Midwife Hands as Tools :  Being Touched by Breech

Maybe we have to turn things upside down in this world to rediscover it.  These baby’s that are breech are teaching me more about babies that are head down.  They are teaching me about how to feel and touch and feel the changes from being touched.  Touching lightly, with finesse, or even boldly.  There is an environment that I affect in that touch and connection and it just isn’t inside the person I am palpating, but it is reflecting inside of me.  

What is it about working with families with breech presentations that really calls to me?  Is it just that I had a baby that was breech whose feet hit the floor before her head was born?   Is it that I see a lack of resources for these families where many are discounted and some are in trauma groping for answers?   I can sit with that and be present and hear them beyond fixing things.  What are they really looking for beyond the natural or vaginal birth?  How can this experience be a way to connect as a family?
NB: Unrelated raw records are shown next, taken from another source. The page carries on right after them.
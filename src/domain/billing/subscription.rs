//! Subscription entity and the patch type that mutates it.
//!
//! # Design Decisions
//!
//! - **Never hard-deleted**: an ended subscription stays as EXPIRED/INACTIVE
//! - **Patch-only mutation**: reconciliation never writes a whole row, it
//!   computes a `SubscriptionPatch` and the ledger writer applies it to the
//!   locked row

use serde::{Deserialize, Serialize};

use crate::domain::foundation::{PlanId, SubscriptionId, Timestamp, UserId};

use super::{RecurringStatus, SubscriptionStatus};

/// Local, authoritative view of a user's recurring subscription.
#[derive(Debug, Clone, PartialEq, Eq, Serialize, Deserialize)]
pub struct Subscription {
    pub id: SubscriptionId,
    pub user_id: UserId,
    pub plan_id: PlanId,

    /// Provider purchase token the subscription was created from.
    pub purchase_token: String,

    pub status: SubscriptionStatus,
    pub recurring_status: RecurringStatus,

    /// End of the current entitlement period.
    pub end_date: Timestamp,
    pub auto_renew: bool,
    pub grace_period_end: Option<Timestamp>,
    pub next_billing_date: Option<Timestamp>,

    /// Consecutive failed renewal attempts; reset on any successful renewal.
    pub failed_attempts: u32,

    pub created_at: Timestamp,
    pub updated_at: Timestamp,
}

impl Subscription {
    /// Creates an active, auto-renewing subscription for a fresh purchase.
    pub fn activate(
        user_id: UserId,
        plan_id: PlanId,
        purchase_token: impl Into<String>,
        end_date: Timestamp,
    ) -> Self {
        let now = Timestamp::now();
        Self {
            id: SubscriptionId::new(),
            user_id,
            plan_id,
            purchase_token: purchase_token.into(),
            status: SubscriptionStatus::Active,
            recurring_status: RecurringStatus::Active,
            end_date,
            auto_renew: true,
            grace_period_end: None,
            next_billing_date: Some(end_date),
            failed_attempts: 0,
            created_at: now,
            updated_at: now,
        }
    }
}

/// How a patch changes the failed-attempts counter.
#[derive(Debug, Clone, Copy, PartialEq, Eq, Serialize, Deserialize)]
#[serde(rename_all = "snake_case")]
pub enum AttemptsChange {
    Reset,
    Increment,
}

/// Partial update to a subscription. `None` leaves a field untouched.
///
/// Nullable columns use `Option<Option<_>>` so a patch can distinguish
/// "leave alone" from "set to null".
#[derive(Debug, Clone, Default, PartialEq, Eq, Serialize, Deserialize)]
pub struct SubscriptionPatch {
    pub status: Option<SubscriptionStatus>,
    pub recurring_status: Option<RecurringStatus>,
    pub end_date: Option<Timestamp>,
    pub auto_renew: Option<bool>,
    pub grace_period_end: Option<Option<Timestamp>>,
    pub next_billing_date: Option<Option<Timestamp>>,
    pub failed_attempts: Option<AttemptsChange>,
}

impl SubscriptionPatch {
    /// True when the patch changes nothing.
    pub fn is_empty(&self) -> bool {
        *self == Self::default()
    }

    /// Applies the patch in place and stamps `updated_at`.
    pub fn apply_to(&self, subscription: &mut Subscription, now: Timestamp) {
        if let Some(status) = self.status {
            subscription.status = status;
        }
        if let Some(recurring) = self.recurring_status {
            subscription.recurring_status = recurring;
        }
        if let Some(end_date) = self.end_date {
            subscription.end_date = end_date;
        }
        if let Some(auto_renew) = self.auto_renew {
            subscription.auto_renew = auto_renew;
        }
        if let Some(grace) = self.grace_period_end {
            subscription.grace_period_end = grace;
        }
        if let Some(next) = self.next_billing_date {
            subscription.next_billing_date = next;
        }
        match self.failed_attempts {
            Some(AttemptsChange::Reset) => subscription.failed_attempts = 0,
            Some(AttemptsChange::Increment) => {
                subscription.failed_attempts = subscription.failed_attempts.saturating_add(1)
            }
            None => {}
        }
        subscription.updated_at = now;
    }
}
 Is it that I’m rediscovering my hands as tools?  They are tools that may not have been as sensitive.  Tools learning about the body in ways that I wouldn’t otherwise have learned, because I hadn’t been searching for some kind of answer to a puzzle of something that didn’t have to “be fixed” in the first place.  The breech doesn’t need fixing either, and I know that.  There just isn’t cultural support for this option.  People are desperately hoping for change of this baby’s position to make their lives easier and avoid surgery and interventions.  They are having to navigate a system that is typically inadequate for the kind of compassion and skills that are quite useful for all pregnancies much less breech.

What are we really learning when we palpate?  The basics of the baby’s head and bum and back and movement.  Maybe we can find the shoulder and the lie of the baby along with the angle and confirm with a fetascope.   We put it together like a puzzle.  I’ve had several families come in who were in hospital care with midwives recently and they had never had their belly’s touched by having hands feel their bellies.  They may not have had such an experience over their pregnancy.   

Of course. We feel the baby but not just the shape or its location, but we connect.  I still have joy when I touch a belly.  A lightness in my soul.  I still get surprised for that fleeting excitement when I introduce myself even when I’ve been introduced before.  “Hello, little baby.”  I smile.  I can’t help it.  I see you with my fingers and hands.  Yes, I am near or in your space.  How do you feel about this?  It is so nice to meet you.  

But there is something extra going on at this visit with feeling.  Some would call it assessment.  Others tracking.  Tracking down the patterns of space and patterns of restrictions and fluid.  It seems so basic.  Can we feel the restrictions?  Can I feel anything or is it restricted everywhere and tight?   

And then there are still the times of unknowing, and I’m becoming more comfortable with that too.  My hands sometimes don’t know.  And on this journey, I may have actually become less confident with palpation.  Do I assume breech until proven differently or the other way around?  Do I assume absolutely nothing?  I have felt the exceptions for what didn’t feel like breech that I would have missed.  I have been so bold to tell someone the baby was head down when they arrived just to have them come back later after confirming I was wrong.  Those are learning experiences of the trickster breech and the forever learning midwife.

 I don’t have an ultrasound machine to confirm presentation.  I’ve thought about it.  A quick scan to check to verify where the head might be.  But what might I lose?  Will I become deskilled and lose this learning curve and not hone this connection to my touch? Could that space of not knowing be valuable to the parents after leaving the office  I’m not saying that they should worry or not have a piece of mind.  In fact, when I am sure the baby is head down with my hands, the parents many times don’t really believe it until it is confirmed unless they are already in midwifery care.  How does this place of unknowing (yet having more tools for coping after the visit) serve them?  How does it change them to just experience or talk about tools for preparing for a cesarean or know now that vaginal breech birth exists even if it isn’t for them or even just be exposed to the midwifery model of care?

Many come to see me only once.  Some twice.  Some come another time just to talk and be validated.  They may have decided to get off the crazy hamster wheel of trying to turn this baby and just be present.  They’ve decided to come and be witnessed for that choice.  Some will do this and even drive an hour.  They don’t need to be palpated.  At that point, they know where the baby is and will be.  They have come to be heard and celebrated for listening to the baby.  Maybe they are choosing to go into labor before a cesarean or plan a vaginal breech birth.  They come to connect. 

It is through the art of feeling with these traditional tools called my hands that I’m realizing how much I don’t know.  I sometimes think I’m crazy that with touch, movement, the rebozo, and a willingness to engage without judgment that I can affect change….  soften, lengthen, distribute fluids more evenly, warm, hold, connect, feel.   With breech I’m seeing more polyhydramnios, various uterine shapes that are called the same thing but feel nothing alike, restrictions from working out, laxity of tone from previous twins or multiple pregnancies.  These are all opportunities and gifts to learn from babies and parents alike.  It may seem like upside down learning, but really it is all a matter of perspective.